Set three hundred years in the future, the novel begins with Taz plotting her escape from the austere and loveless Institute, the scientific facility that created her. In the first part of the book, Taz deceives her creator and nominal “father” Dr. Robinson, and puts her escape plan into action with the help of Isak.

Once successfully out of the Institute, Isak double-crosses Taz and continues his plan to deliver her up to his partners in crime for ransom or death (whichever comes first).

Unfortunately, circumstances conspire against him and he ends up rescuing Taz from his revolutionary pals – not really on purpose, but not precisely by accident, either. He faints dead away when the self-betrayal of what he’s done truly hits home.

However, what’s done is done and Taz and Isak are forced into an uneasy truce as they flee not only the Institute, which has decided that Taz is too powerful a tool to be allowed to fall into the wrong hands, but also the Galaxy’s police force and sundry terrorists who managed to survive Isak’s moment of chivalry.
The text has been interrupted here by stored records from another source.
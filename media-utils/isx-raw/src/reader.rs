use std::fs::File;
use std::io::{BufReader, Read};
use std::path::Path;

use byteorder::{LittleEndian, ReadBytesExt};

use crate::{RawError, RawFrame, RawResult};

/// Reads `.raw` frame files of known geometry.
pub struct RawReader<R: Read> {
    f: R,
    width: u32,
    height: u32,
    n_frames: Option<u64>,
}

impl RawReader<BufReader<File>> {
    /// Open a file, checking that its length is a whole number of frames.
    pub fn from_path<P: AsRef<Path>>(path: P, width: u32, height: u32) -> RawResult<Self> {
        let frame_bytes = frame_bytes(width, height)?;
        let f = File::open(&path).map_err(|source| RawError::IoPath {
            source,
            path: path.as_ref().display().to_string(),
        })?;
        let len = f.metadata()?.len();
        if len % frame_bytes != 0 {
            return Err(RawError::TrailingData { len, frame_bytes });
        }
        let mut reader = Self::new(BufReader::new(f), width, height)?;
        reader.n_frames = Some(len / frame_bytes);
        Ok(reader)
    }
}

impl<R: Read> RawReader<R> {
    pub fn new(f: R, width: u32, height: u32) -> RawResult<Self> {
        frame_bytes(width, height)?;
        Ok(Self {
            f,
            width,
            height,
            n_frames: None,
        })
    }

    #[inline]
    pub fn width(&self) -> u32 {
        self.width
    }

    #[inline]
    pub fn height(&self) -> u32 {
        self.height
    }

    /// Total number of frames, known when opened with [RawReader::from_path].
    pub fn n_frames(&self) -> Option<u64> {
        self.n_frames
    }

    /// Read the next frame, `Ok(None)` at a clean end of file.
    pub fn next_frame(&mut self) -> RawResult<Option<RawFrame>> {
        let n_samples = self.width as usize * self.height as usize;
        let mut data = vec![0u16; n_samples];

        // Distinguish a clean end of file from a truncated frame by reading
        // the first sample separately.
        let mut first = [0u8; 2];
        let n = read_fully(&mut self.f, &mut first)?;
        match n {
            0 => return Ok(None),
            2 => {}
            _ => {
                return Err(RawError::UnexpectedSize {
                    expected: n_samples * 2,
                    actual: n,
                });
            }
        }
        data[0] = u16::from_le_bytes(first);
        if let Err(e) = self.f.read_u16_into::<LittleEndian>(&mut data[1..]) {
            if e.kind() == std::io::ErrorKind::UnexpectedEof {
                return Err(RawError::UnexpectedSize {
                    expected: n_samples * 2,
                    actual: 0,
                });
            }
            return Err(e.into());
        }

        Ok(Some(RawFrame {
            width: self.width,
            height: self.height,
            data,
        }))
    }
}

impl<R: Read> Iterator for RawReader<R> {
    type Item = RawResult<RawFrame>;
    fn next(&mut self) -> Option<Self::Item> {
        self.next_frame().transpose()
    }
}

fn frame_bytes(width: u32, height: u32) -> RawResult<u64> {
    let n = width as u64 * height as u64 * 2;
    if n == 0 {
        return Err(RawError::ZeroSize);
    }
    Ok(n)
}

fn read_fully<R: Read>(f: &mut R, buf: &mut [u8]) -> std::io::Result<usize> {
    let mut total = 0;
    while total < buf.len() {
        match f.read(&mut buf[total..]) {
            Ok(0) => break,
            Ok(n) => total += n,
            Err(e) if e.kind() == std::io::ErrorKind::Interrupted => {}
            Err(e) => return Err(e),
        }
    }
    Ok(total)
}

#[cfg(test)]
mod tests {
    use super::*;
    use crate::RawWriter;

    #[test]
    fn test_read_back() {
        let tmp = tempfile::tempdir().unwrap();
        let path = tmp.path().join("isx_stream_0.raw");
        {
            let f = File::create(&path).unwrap();
            let mut writer = RawWriter::new(f);
            for i in 0..3u16 {
                let frame = RawFrame::new(4, 2, vec![i * 100; 8]).unwrap();
                writer.write(&frame).unwrap();
            }
            writer.close().unwrap();
        }

        let reader = RawReader::from_path(&path, 4, 2).unwrap();
        assert_eq!(reader.n_frames(), Some(3));
        let frames: Vec<RawFrame> = reader.collect::<RawResult<_>>().unwrap();
        assert_eq!(frames.len(), 3);
        assert_eq!(frames[2].data, vec![200; 8]);
    }

    #[test]
    fn test_trailing_data() {
        let tmp = tempfile::tempdir().unwrap();
        let path = tmp.path().join("bad.raw");
        std::fs::write(&path, vec![0u8; 17]).unwrap();
        let err = RawReader::from_path(&path, 4, 2).err().unwrap();
        assert!(matches!(err, RawError::TrailingData { len: 17, .. }));
    }

    #[test]
    fn test_truncated_stream() {
        let buf = vec![0u8; 10];
        let mut reader = RawReader::new(&buf[..], 4, 2).unwrap();
        assert!(reader.next_frame().is_err());
    }
}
The fugitives find temporary refuge in the household of Marize, one of Isak’s former acquaintances. In the absence of an immediate threat to their lives, the emotional tension between Taz and Isak quickly blossoms into outright hostility, but their leisure to loathe one another is soon shattered when Marize betrays them to the authorities. After a violent gun battle and narrow escape, Taz and Isak find themselves back with each other and back on the road.

So, given that some people like a surpise at the end, I’ll stop there and just say that it’s a bit of a Shakespeare-style bloodbath, but some characters are left standing and, maybe more important than that, pondering.